As a third-generation horseman, trainer Thomas "Ray" Bell II is no stranger to good horses. He has tightened the girth on a number of quality stakes winners over his lifetime, most notably grade 1 winner Twice the Vice and standout California runner Flying Victor, who was fourth in the 1987 Breeders' Cup Juvenile (gr. I). So when Vicken and Suzy Meguerditchian's Capitano came along, 49-year-old Bell knew the son of Belong to Me was special.
Funny thing was, nobody else did. When Capitano broke his maiden at Hollywood Park by a half-length and paid $220 for a $2 wager, the only person not surprised was Bell. And since then, Bell continues to be the only one not surprised by the colt's ability to overachieve and is perplexed by the colt's lack of respect as a serious contender in Saturday's Bessemer Trust Breeders' Cup Juvenile (gr. I).
"Initially Patrick Valenzuela was supposed to ride him in that first race, but he had to take off because of another commitment. And my name's not Bob Baffert, otherwise he'd probably have been 8-1 or lower because he had been working really well. Another jockey, Anthony Lovato, had been working the colt in the mornings and I felt kind of bad taking him off anyway, so it was easy to put him back on. When (Capitano) left the paddock he was 20- or 30-1 and kept on going up. By the time he got to the gate he was 99-1. I was surprised by that, not the fact he won."
Capitano is no blue blood, his $53,000 sales price at the Keeneland September yearling sale is not at the upper end of the market, and he doesn't come from high-profile connections. But he's got a heart much larger than his diminutive chestnut body, and the talent to match.
The son of Belong to Me -- Heavenly Cat (by Tabasco Cat) was bred in Pennsylvania by Elizabeth Moran's Brushwood Stable.
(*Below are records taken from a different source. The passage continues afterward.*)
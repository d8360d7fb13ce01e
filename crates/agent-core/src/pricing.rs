//! Fallback pricing table for cost accounting (§4.4.4) when the LLM/agent
//! service does not report `cost_usd` itself.
//!
//! Prices are USD per 1,000 tokens, approximating public list pricing at the
//! time this table was assembled. Unknown models fall back to a blended
//! flat rate rather than failing cost accounting outright.

const FALLBACK_INPUT_PER_1K: f64 = 0.0025;
const FALLBACK_OUTPUT_PER_1K: f64 = 0.01;
const FALLBACK_BLENDED_PER_1K: f64 = 0.005;

struct ModelPricing {
    prefix: &'static str,
    input_per_1k: f64,
    output_per_1k: f64,
}

const TABLE: &[ModelPricing] = &[
    ModelPricing { prefix: "gpt-4o-mini", input_per_1k: 0.00015, output_per_1k: 0.0006 },
    ModelPricing { prefix: "gpt-4o", input_per_1k: 0.0025, output_per_1k: 0.01 },
    ModelPricing { prefix: "gpt-4", input_per_1k: 0.03, output_per_1k: 0.06 },
    ModelPricing { prefix: "gpt-3.5", input_per_1k: 0.0005, output_per_1k: 0.0015 },
    ModelPricing { prefix: "claude-3-haiku", input_per_1k: 0.00025, output_per_1k: 0.00125 },
    ModelPricing { prefix: "claude-3-5-sonnet", input_per_1k: 0.003, output_per_1k: 0.015 },
    ModelPricing { prefix: "claude-3-opus", input_per_1k: 0.015, output_per_1k: 0.075 },
    ModelPricing { prefix: "gemini-1.5-flash", input_per_1k: 0.000075, output_per_1k: 0.0003 },
    ModelPricing { prefix: "gemini-1.5-pro", input_per_1k: 0.00125, output_per_1k: 0.005 },
];

fn lookup(model: Option<&str>) -> Option<&'static ModelPricing> {
    let model = model?.to_ascii_lowercase();
    TABLE.iter().find(|p| model.starts_with(p.prefix))
}

/// Estimate cost from separately known input/output token counts.
pub fn estimate_split(model: Option<&str>, input_tokens: u64, output_tokens: u64) -> f64 {
    match lookup(model) {
        Some(p) => {
            (input_tokens as f64 / 1000.0) * p.input_per_1k + (output_tokens as f64 / 1000.0) * p.output_per_1k
        }
        None => {
            (input_tokens as f64 / 1000.0) * FALLBACK_INPUT_PER_1K
                + (output_tokens as f64 / 1000.0) * FALLBACK_OUTPUT_PER_1K
        }
    }
}

/// Estimate cost when only a combined token total is known (no split).
pub fn estimate_total(model: Option<&str>, total_tokens: u64) -> f64 {
    match lookup(model) {
        Some(p) => (total_tokens as f64 / 1000.0) * ((p.input_per_1k + p.output_per_1k) / 2.0),
        None => (total_tokens as f64 / 1000.0) * FALLBACK_BLENDED_PER_1K,
    }
}

#[cfg(test)]
mod tests {
    use super::*;

    #[test]
    fn known_model_uses_its_own_rates() {
        let cost = estimate_split(Some("gpt-4o-mini"), 1000, 1000);
        assert!((cost - (0.00015 + 0.0006)).abs() < 1e-9);
    }

    #[test]
    fn unknown_model_uses_fallback_rates() {
        let cost = estimate_split(Some("some-mystery-model"), 1000, 1000);
        assert!((cost - (FALLBACK_INPUT_PER_1K + FALLBACK_OUTPUT_PER_1K)).abs() < 1e-9);
    }

    #[test]
    fn total_only_uses_blended_rate_for_unknown_model() {
        let cost = estimate_total(None, 2000);
        assert!((cost - FALLBACK_BLENDED_PER_1K * 2.0).abs() < 1e-9);
    }

    #[test]
    fn prefix_matching_is_case_insensitive() {
        let a = estimate_split(Some("GPT-4O-MINI"), 1000, 0);
        let b = estimate_split(Some("gpt-4o-mini"), 1000, 0);
        assert!((a - b).abs() < 1e-12);
    }
}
He was bought privately by his current owners through Bell. Since he made himself known on that July day at Hollywood Park, Capitano has raced way beyond expectations to pick up two graded stakes placings -- a third in the Best Pal Stakes (gr. III) at Del Mar and a second in the Oct. 4 Norfolk Stakes (gr. II) -- and earn a spot in the Breeders' Cup gate.
But it almost never happened.
"He's a nice little horse," Bell said. "He's a very genuine, hard trying overachiever. He's very consistent at whatever level he seems to be competitive at. After his race in the Best Pal at Del Mar, we found out exactly what kind of a horse he was. Thinking in the long-term, we sat out the Del Mar Futurity (gr. II) to get ready for the Norfolk and then possibly the Breeders' Cup. Good thing we did because he ran well and has continued to improve."
But was he good enough and would he improve enough to make up the 14 lengths he finished behind Ruler's Court in the Norfolk? That was the question on Bell's mind and the only reason for any hesitation for running in the World Thoroughbred Championships.
"We were going to wait and have a fit, healthy and rested horse for a 3-year-old campaign, but when we found out Ruler's Court wasn't going to go, we knew we had as good a shot as any horse to not only run well, but to win. He impressed me going 1 1/16 miles the first time," Bell said. "He thought he won the race, actually, he was so far behind Ruler's Court. If the Breeders' Cup were being held elsewhere we would have probably passed, but because it's here over his home track we decided to give him a shot. He also earned it."
Capitano's odds come post time for the Juvenile will no doubt be double digits, which will not surprise Bell. Nor will he be surprised if he reaches the winner's circle.